Unfortunately, these lineage tracings across embryonic development were done with only 2 days of survival, which is too short to determine if the bRGCs generated were destined to OSVZ or not (Fig. 3d). To investigate whether the embryonic production of OSVZ bRGCs from the VZ was narrowly restricted to the burst period between E34 and E36 (Fig. 4c), or it continued at later stages, we infected VZ progenitors in utero with rv::Gfp at various stages and allowed 7–8 days of survival in each case, providing sufficient time for labelled cells to migrate and reach the OSVZ. We observed most OSVZ bRGCs in pups infected at E34, very few when infections were done at E36 and E38, and none in P1 injections (Fig. 4g,h). These experiments thus allowed us to identify and delineate the period of OSVZ bRGC production/seeding from the VZ with a prominent peak at E34 and very limited contributions at E36 and E38. As no OSVZ bRGCs are generated any longer at P1, their production is strikingly restricted to a rather brief period of cortical development (E34–P0), with a burst or maximum peak between E34 and E36.

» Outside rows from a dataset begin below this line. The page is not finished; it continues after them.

impl Sheet {
    fn new(name: impl Into<String>) -> Self {
        Self {
            name: name.into(),
            cells: BTreeMap::new(),
        }
    }

    pub fn name(&self) -> &str {
        &self.name
    }

    pub fn cell(&self, row: u32, col: u16) -> Option<&Cell> {
        self.cells.get(&(row, col))
    }

    /// Non-empty cells of `row`, left to right.
    pub fn row(&self, row: u32) -> Vec<&Cell> {
        self.cells
            .range((row, 0)..=(row, u16::MAX))
            .map(|(_, cell)| cell)
            .collect()
    }

    /// The last row holding any data, or 0 for an empty sheet.
    pub fn max_row(&self) -> u32 {
        self.cells.keys().map(|(row, _)| *row).max().unwrap_or(0)
    }

    /// The last column holding any data, or 0 for an empty sheet.
    pub fn max_column(&self) -> u16 {
        self.cells.keys().map(|(_, col)| *col).max().unwrap_or(0)
    }

    fn set(&mut self, row: u32, col: u16, cell: Cell) {
        self.cells.insert((row, col), cell);
    }

    fn headers(&self) -> Vec<(u16, Header)> {
        self.cells
            .range((1, 0)..=(1, u16::MAX))
            .map(|(&(_, col), cell)| (col, Header::from(cell)))
            .collect()
    }

    /// Whether this sheet's header row has a Date column, i.e. it holds
    /// recorded prices rather than something the user keeps alongside.
    fn has_date_header(&self) -> bool {
        self.headers().iter().any(|(_, h)| *h == Header::Date)
    }

    /// Numbers under the year columns of a price sheet are prices written by
    /// an earlier run. Sheets without a Date header are left alone.
    fn mark_prices(&mut self) {
        if !self.has_date_header() {
            return;
        }
        let headers = self.headers();
        let year_cols: Vec<u16> = headers
            .iter()
            .filter(|(_, h)| matches!(h, Header::Year(_)))
            .map(|(col, _)| *col)
            .collect();
        for (&(row, col), cell) in self.cells.iter_mut() {
            if row > 1 && year_cols.contains(&col) {
                if let Cell::Number(n) = *cell {
                    *cell = Cell::Price(n);
                }
            }
        }
    }

    /// Write `date` and each sample's price into `row`, adding any year
    /// columns this sheet hasn't seen yet. Existing columns never move.
    pub fn record(
        &mut self,
        row: u32,
        date: &str,
        samples: &[PriceSample],
    ) -> Result<(), error::Sheet> {
        let mut years: Vec<i32> = samples.iter().map(|s| s.year).collect();
        years.sort_unstable();
        years.dedup();

        let headers = self.headers();
        if headers.is_empty() {
            self.set(1, 1, Cell::Text(DATE_HEADER.to_string()));
            for (col, year) in (2..).zip(&years) {
                self.set(1, col, Cell::Number(f64::from(*year)));
            }
        } else {
            let mut next = self.max_column() + 1;
            for year in years {
                if !headers.iter().any(|(_, h)| *h == Header::Year(year)) {
                    debug!(
                        sheet = %self.name,
                        year,
                        col = next,
                        "Adding year column"
                    );
                    self.set(1, next, Cell::Number(f64::from(year)));
                    next += 1;
                }
            }
        }

        let columns = self.headers();
        let date_col = columns
            .iter()
            .find(|(_, h)| *h == Header::Date)
            .map(|(col, _)| *col)
            .ok_or_else(|| {
                error::Sheet::MissingDateColumn(self.name.clone())
            })?;
        self.set(row, date_col, Cell::Text(date.to_string()));

        for sample in samples {
            let col = columns
                .iter()
                .find(|(_, h)| *h == Header::Year(sample.year))
                .map(|(col, _)| *col);
            let price = sample.price.round_dp(2).to_f64();
            if let (Some(col), Some(price)) = (col, price) {
                self.set(row, col, Cell::Price(price));
            }
        }
        Ok(())
    }

    fn write_to(
        &self,
        worksheet: &mut Worksheet,
        formats: &Formats,
    ) -> Result<(), rust_xlsxwriter::XlsxError> {
        let price_sheet = self.has_date_header();
        worksheet.set_name(&self.name)?;
        if price_sheet {
            worksheet.set_column_width(0, DATE_COLUMN_WIDTH)?;
        }
        for (&(row, col), cell) in &self.cells {
            let (row, col) = (row - 1, col - 1);
            let plain = if price_sheet && row == 0 {
                &formats.bold
            } else {
                &formats.plain
            };
            match cell {
                Cell::Text(s) => {
                    worksheet.write_string_with_format(row, col, s, plain)?
                }
                Cell::Number(n) => {
                    worksheet.write_number_with_format(row, col, *n, plain)?
                }
                Cell::Price(n) => worksheet.write_number_with_format(
                    row,
                    col,
                    *n,
                    &formats.currency,
                )?,
                Cell::Date(n) => {
                    let format = if n.fract() == 0.0 {
                        &formats.date
                    } else {
                        &formats.date_time
                    };
                    worksheet.write_number_with_format(row, col, *n, format)?
                }
                Cell::Bool(b) => {
                    worksheet.write_boolean_with_format(row, col, *b, plain)?
                }
                Cell::Formula(f) => worksheet.write_formula_with_format(
                    row,
                    col,
                    Formula::new(format!("={f}")),
                    plain,
                )?,
            };
        }
        Ok(())
    }
}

Cdh1 and Trnp1 restrict the period for OSVZ generation
To identify candidate genes regulating the dynamics of bRGC production by aRGCs, we searched for differential gene expression in VZ between three key stages: E30, E34 and P1. Using a ferret-specific microarray34,35, we identified 1,852 differentially expressed genes (DEGs) between at least two stages (false discovery rate <0.05, fold change >2; Fig. 5a). Only 59 DEGs were found between E30 and E34 (27 upregulated and 32 downregulated), whereas 1,822 genes changed between E34 and P1 (871 upregulated and 951 downregulated). Because the production of bRGCs increased in the early period (E30–E34), but then decreased in the late period (E34–P1; Fig. 4c), we discarded DEGs whose expression levels changed in the same direction in both periods (first up- then again upregulated or first down- then again downregulated). Following the same reasoning, from the remaining DEGs we selected those whose expression levels changed in opposite directions between early and late phases (first up- then downregulated or down- then upregulated). Only one gene followed this ‘peak’ profile of expression, which encodes a synaptic protein (Sv2b) that is not expressed in mouse cortical progenitors (www.genepaint.org), and has no known function in cell proliferation, cell fate or delamination36. At this point, we considered that the early phase (E30–E34) and late phase (E34–P1) might be regulated by different genes, so we distinguished between genes changing only in the early phase (‘early-change’ profile) or the late phase (‘late-change’ profile; Fig. 5b; Supplementary Tables 2 and 3). Some of the early genes are related to axonal navigation (Slit and EphA5), whereas others are implicated in human diseases (LYPD1 and FAM167A). Late genes also include human disease genes such as BATF2 (acute stress disorder), GJB6 (sensorineural deafness and a variety of skin disorders) or APOE (lipoproteinemias), as well as a variety of biological functions such as cell adhesion (NDNF and THBS1), ribonucleotide binding (NABP1 and MSH3) or interaction with various organelles (FKBP4 and MARS2).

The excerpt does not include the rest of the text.